Роман переведен на тридцать языков и хорошо продается. Я тщетно пытаюсь вспомнить, где именно я его написал. Если бы Мэрилин была жива, она бы сразу назвала место.
Глава 29. Отрицание
63 дня спустя
Прошло уже девять недель с тех пор, как Мэрилин умерла, а я так и не преодолел печаль и скорбь. Если бы я пришел к себе на терапию, я бы сказал, что у Ирва Ялома глубокая депрессия. Он вял, чувствует внутреннее оцепенение, большую часть времени находится в состоянии уныния, теряет вес, не получает удовольствия от жизни, боится оставаться один и в целом мало продвинулся в примирении со смертью жены. Он понимает, что по меньшей мере год будет чувствовать себя ужасно. Он чувствует себя необычайно одиноким. Он знает, какую важную роль играет общение, но не ищет компании других. Он ничему не радуется и не испытывает большого желания жить. У него плохой аппетит, он питается заморожеными полуфабрикатами и в основном равнодушен к еде. Он всегда любил теннис, но в последнее время видел по телевизору только пару матчей австралийского Большого шлема, и как только его фаворит, Роджер Федерер, проиграл, перестал смотреть. Он знает очень мало молодых теннисистов, но не проявляет особого интереса к знакомству с ними.
Таковы мои объективные наблюдения за собой. Я и правда сильно подавлен, но верю, что со временем исцелюсь. Я сопровождал многих вдов и вдовцов через эти стадии отчаяния и имею некоторое представление о том, чего ожидать. Я не склонен к самоубийству, хотя и не очень-то боюсь смерти. Скорее всего, я умру от внезапного инфаркта и должен признаться, что значительная часть меня была бы этому рада.
В настоящее время я читаю «Записки вдовца» Джонатана Сантлоуфера[37] – весьма любопытные мемуары мужа, потерявшего жену.
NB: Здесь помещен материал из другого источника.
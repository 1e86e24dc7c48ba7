//! Backend crate: variant tables and runtime binding for vecdispatch.
//!
//! This crate turns a detected [`CapabilityLevel`] into the implementation an
//! operation should use, exactly once per process:
//!
//! - [`variant`]: per-operation tables mapping every level to a [`Variant`].
//! - [`resolver`]: the trap-on-null contract ([`safe_resolver!`],
//!   [`resolver::checked`]).
//! - [`dispatch`]: lazily resolved, CAS-published [`Dispatcher`] statics.
//!
//! # Architecture
//!
//! ```text
//! entry point ─► Dispatcher::get ─► (first call) platform::detect_cached
//!                                    └► VariantTable::resolve ─► resolver::checked
//!                                       └► publish &'static Variant
//! ```
//!
//! After the first call an entry point costs one acquire load and one
//! indirect call.
//!
//! // Fallibility discipline: deny unwrap/expect in production, allow in tests.
#![cfg_attr(not(test), deny(clippy::unwrap_used))]
#![cfg_attr(not(test), deny(clippy::expect_used))]
#![cfg_attr(not(test), deny(clippy::indexing_slicing))]
#![no_std]

#[cfg(feature = "std")]
extern crate std;

pub mod dispatch;
pub mod resolver;
pub mod variant;

pub use dispatch::{BindingState, Dispatcher};
// Re-export platform types for convenience.
pub use platform;
pub use platform::CapabilityLevel;
pub use variant::{Variant, VariantTable};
Оказывается, у нас с автором много общего. Через несколько недель после смерти жены он впервые «выходит в свет» и, к своему изумлению, сталкивается с неприкрытым флиртом со стороны сразу нескольких женщин. Он осознает, как ему повезло: желанные вдовцы встречаются редко, тогда как вдов всегда в изобилии. И все же он в замешательстве: если он ответит на эти авансы, не будет ли это предательством его отношений с покойной женой? Я понимаю его дилемму и мысленно перебираю всех женщин, с которыми контактировал после смерти Мэрилин.